The running backs: Clinton Portis, Willis McGahee, Frank Gore and Najeh Davenport. The top wide receiver: Andre Johnson. The tight end: Jeremy Shockey. Bryant McKinnie protected the quarterback. The defense was led by Ed Reed at safety and Jonathan Vilma at linebacker. That’s not a college team. That’s either a Pro Bowl roster or Mel Kiper’s Big Board.
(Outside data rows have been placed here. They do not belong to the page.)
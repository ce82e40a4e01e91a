//! Local score estimation.
//!
//! Everything here is advisory. The scoring service's [`AssessmentResult`] is
//! the only score that may be persisted or shown as final; the backend can
//! apply partial credit or different weighting, so local and authoritative
//! numbers are allowed to diverge. Use these estimates for instant feedback
//! and for the offline/demo scorer.

use std::collections::HashMap;

use crate::model::{AnswerId, AssessmentResult, GradedAnswer, Question, QuestionId, QuizId, ScoreBreakdown};

/// Locally computed score for a set of selections.
#[derive(Debug, Clone, PartialEq)]
pub struct ScoreEstimate {
    pub correct: u32,
    pub total: u32,
    /// `round(100 × correct / total)`
    pub percentage: u32,
    /// `round(100 × Σweight(correct) / Σweight(all))`
    pub weighted_percentage: u32,
    pub breakdown: ScoreBreakdown,
}

/// `round(100 × numerator / denominator)` with halves rounded up; 0 for an empty denominator.
#[must_use]
pub fn round_percentage(numerator: u64, denominator: u64) -> u32 {
    if denominator == 0 {
        return 0;
    }
    let rounded = (200 * numerator + denominator) / (2 * denominator);
    u32::try_from(rounded).unwrap_or(u32::MAX)
}

fn percentage_2dp(numerator: u32, denominator: u32) -> f64 {
    if denominator == 0 {
        return 0.0;
    }
    let raw = f64::from(numerator) / f64::from(denominator) * 100.0;
    (raw * 100.0).round() / 100.0
}

/// Estimate the score for `selections` over `questions`.
///
/// Unanswered questions count as incorrect. A selection only counts when it
/// exactly matches the question's first correct answer.
#[must_use]
pub fn estimate(questions: &[Question], selections: &HashMap<QuestionId, AnswerId>) -> ScoreEstimate {
    let mut breakdown = ScoreBreakdown::default();
    let mut correct = 0_u32;
    let mut earned_weight = 0_u64;
    let mut total_weight = 0_u64;

    for question in questions {
        let weight = question.weight();
        let is_correct = selections
            .get(question.id())
            .is_some_and(|selected| question.is_correct_selection(selected));

        let stats = breakdown.get_mut(question.difficulty());
        stats.total = stats.total.saturating_add(1);
        stats.total_weight = stats.total_weight.saturating_add(weight);
        total_weight += u64::from(weight);

        if is_correct {
            correct = correct.saturating_add(1);
            stats.correct = stats.correct.saturating_add(1);
            stats.weighted_score += f64::from(weight);
            earned_weight += u64::from(weight);
        }
    }

    for stats in [&mut breakdown.easy, &mut breakdown.medium, &mut breakdown.hard] {
        stats.percentage = percentage_2dp(stats.correct, stats.total);
    }

    let total = u32::try_from(questions.len()).unwrap_or(u32::MAX);
    ScoreEstimate {
        correct,
        total,
        percentage: round_percentage(u64::from(correct), u64::from(total)),
        weighted_percentage: round_percentage(earned_weight, total_weight),
        breakdown,
    }
}

/// Grade a submission entirely on the client, in the shape the scoring service returns.
///
/// Only meant for disconnected/demo scorers; the overall score is the weighted
/// percentage.
#[must_use]
pub fn grade_locally(
    quiz_id: &QuizId,
    questions: &[Question],
    selections: &HashMap<QuestionId, AnswerId>,
) -> AssessmentResult {
    let estimate = estimate(questions, selections);
    let mut result = AssessmentResult::new(
        quiz_id.clone(),
        f64::from(estimate.weighted_percentage),
        estimate.breakdown,
    );
    result.answers = questions
        .iter()
        .map(|question| {
            let answer_id = selections.get(question.id()).cloned();
            let is_correct = answer_id
                .as_ref()
                .is_some_and(|selected| question.is_correct_selection(selected));
            GradedAnswer {
                question_id: question.id().clone(),
                answer_id,
                is_correct,
            }
        })
        .collect();
    result
}

#[cfg(test)]
mod tests {
    use super::*;
    use crate::model::{Answer, Difficulty};

    fn question(id: &str, difficulty: Difficulty, weight: u32) -> Question {
        Question::new(
            id,
            format!("Prompt {id}"),
            difficulty,
            weight,
            vec![
                Answer::new(format!("{id}-right").as_str(), "right", true),
                Answer::new(format!("{id}-wrong").as_str(), "wrong", false),
            ],
        )
        .unwrap()
    }

    fn select(map: &mut HashMap<QuestionId, AnswerId>, q: &str, suffix: &str) {
        map.insert(QuestionId::new(q), AnswerId::new(format!("{q}-{suffix}")));
    }

    #[test]
    fn weighted_happy_path_is_seventy_five_percent() {
        let questions = vec![
            question("q1", Difficulty::Easy, 1),
            question("q2", Difficulty::Medium, 1),
            question("q3", Difficulty::Hard, 2),
        ];
        let mut selections = HashMap::new();
        select(&mut selections, "q1", "right");
        select(&mut selections, "q2", "wrong");
        select(&mut selections, "q3", "right");

        let estimate = estimate(&questions, &selections);

        assert_eq!(estimate.correct, 2);
        assert_eq!(estimate.total, 3);
        assert_eq!(estimate.percentage, 67);
        assert_eq!(estimate.weighted_percentage, 75);
        assert_eq!(estimate.breakdown.hard.weighted_score, 2.0);
        assert_eq!(estimate.breakdown.medium.percentage, 0.0);
        assert_eq!(estimate.breakdown.easy.percentage, 100.0);
    }

    #[test]
    fn unanswered_questions_count_as_wrong() {
        let questions = vec![question("q1", Difficulty::Easy, 1), question("q2", Difficulty::Easy, 1)];
        let mut selections = HashMap::new();
        select(&mut selections, "q1", "right");

        let estimate = estimate(&questions, &selections);
        assert_eq!(estimate.percentage, 50);
        assert_eq!(estimate.breakdown.easy.total, 2);
        assert_eq!(estimate.breakdown.easy.total_weight, 2);
    }

    #[test]
    fn rounding_goes_half_up() {
        assert_eq!(round_percentage(1, 8), 13);
        assert_eq!(round_percentage(1, 3), 33);
        assert_eq!(round_percentage(2, 3), 67);
        assert_eq!(round_percentage(0, 0), 0);
    }

    #[test]
    fn local_grading_lists_every_question() {
        let questions = vec![question("q1", Difficulty::Easy, 1), question("q2", Difficulty::Hard, 3)];
        let mut selections = HashMap::new();
        select(&mut selections, "q2", "right");

        let result = grade_locally(&QuizId::new("quiz"), &questions, &selections);

        assert_eq!(result.score, 75.0);
        assert_eq!(result.answers.len(), 2);
        assert_eq!(result.answers[0].answer_id, None);
        assert!(!result.answers[0].is_correct);
        assert!(result.answers[1].is_correct);
        assert_eq!(result.correct_count(), 1);
    }
}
They haven’t taken an NFL snap, but couldn’t this Alabama team nearly match that group? Saban has coached two Crimson Tide running backs who won the Heisman – Mark Ingram and Derrick Henry. It’s possible Harris is better than either was in Tuscaloosa.

Since Julio Jones was selected sixth overall in the 2011 NFL draft, Alabama has had five wide receivers who were first-round picks – including Henry Ruggs II and Jerry Jeudy just last year. As a college player, Smith tops them all – more catches made, more yards gained, more jaws to the floor. And had Jaylen Waddle not suffered an ankle injury in late October, defenses couldn’t have focused on Smith – and whiffed anyway – but would have had to further spread their resources, because Waddle could still go in the first round.

Throw in Alex Leatherwood as a first-round tackle, Christian Barmore as a defensive lineman who manhandled the Buckeyes, and Patrick Surtain II as a cornerback who scares people away from throwing at him, and it’s not hard to envision a time in the future when you look at that list and say, “Wait, they were all on the same college team?”

For Saban, that’s really what this was about: the team. In November, Saban tested positive for the coronavirus and missed the Tide’s rivalry game against Auburn. Alabama had a three-week gap between games because the virus disrupted programs throughout the SEC. Yet in January, when the most unusual of seasons still left the most Alabama of goals within sight, his players made history.

“I think there’s quite a bit to write about when it comes to the legacy of a team,” he said.

Keep writing about, keep reading about, keep appreciating this Alabama offense. It might be a generation – or a year – until we see another like it.